### WHAT THE TASK REQUIRES
Repeat exactly the lines that run from the one containing "IPC endpoint binary" to the end of the data, and leave out all others.

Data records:

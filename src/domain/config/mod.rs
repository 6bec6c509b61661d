//! Configuration value objects

mod app_config;

pub use app_config::{parse_x11_engines, AppConfig, LinuxConfig};
//! KDE/Plasma Klipper IPC port

use async_trait::async_trait;
use thiserror::Error;

/// Klipper IPC errors
#[derive(Debug, Clone, Error)]
pub enum IpcError {
    /// The local D-Bus client is missing or cannot load
    #[error("D-Bus client unavailable: {0}")]
    LibraryMissing(String),

    #[error("Klipper call failed: {0}")]
    CallFailed(String),
}

/// Proxy to the Klipper clipboard object on the session bus
#[async_trait]
pub trait KlipperProxy: Send + Sync {
    async fn get_clipboard_contents(&self) -> Result<String, IpcError>;

    async fn set_clipboard_contents(&self, text: &str) -> Result<(), IpcError>;
}

/// Creates Klipper proxies through an IPC endpoint binary
#[async_trait]
pub trait KlipperConnector: Send + Sync {
    /// Connect through `endpoint`, the IPC binary found on the search path
    async fn connect(&self, endpoint: &str) -> Result<Box<dyn KlipperProxy>, IpcError>;
}
//! Process execution adapters

mod tokio_runner;

pub use tokio_runner::TokioCommandRunner;
//! Configuration storage adapters

mod xdg;

pub use xdg::XdgConfigStore;
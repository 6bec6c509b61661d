//! Configuration port interface

use async_trait::async_trait;
use std::path::PathBuf;

use crate::domain::config::AppConfig;
use crate::domain::error::ConfigError;

/// Port for configuration storage
#[async_trait]
pub trait ConfigStore: Send + Sync {
    /// Load the stored config. A missing file yields an empty config.
    async fn load(&self) -> Result<AppConfig, ConfigError>;

    async fn save(&self, config: &AppConfig) -> Result<(), ConfigError>;

    fn path(&self) -> PathBuf;

    fn exists(&self) -> bool;

    /// Write the defaults to a new file. Fails if the file already exists.
    async fn init(&self) -> Result<(), ConfigError>;
}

### ANSWER BOX
/// Creates Klipper proxies through an IPC endpoint binary
#[async_trait]
pub trait KlipperConnector: Send + Sync {
    /// Connect through `endpoint`, the IPC binary found on the search path
    async fn connect(&self, endpoint: &str) -> Result<Box<dyn KlipperProxy>, IpcError>;
}
//! Process execution adapters

mod tokio_runner;

pub use tokio_runner::TokioCommandRunner;
//! Configuration storage adapters

mod xdg;

pub use xdg::XdgConfigStore;
repository 6bec6c509b61661d
//! Configuration port interface

use async_trait::async_trait;
use std::path::PathBuf;

use crate::domain::config::AppConfig;
use crate::domain::error::ConfigError;

/// Port for configuration storage
#[async_trait]
pub trait ConfigStore: Send + Sync {
    /// Load the stored config. A missing file yields an empty config.
    async fn load(&self) -> Result<AppConfig, ConfigError>;

    async fn save(&self, config: &AppConfig) -> Result<(), ConfigError>;

    fn path(&self) -> PathBuf;

    fn exists(&self) -> bool;

    /// Write the defaults to a new file. Fails if the file already exists.
    async fn init(&self) -> Result<(), ConfigError>;
}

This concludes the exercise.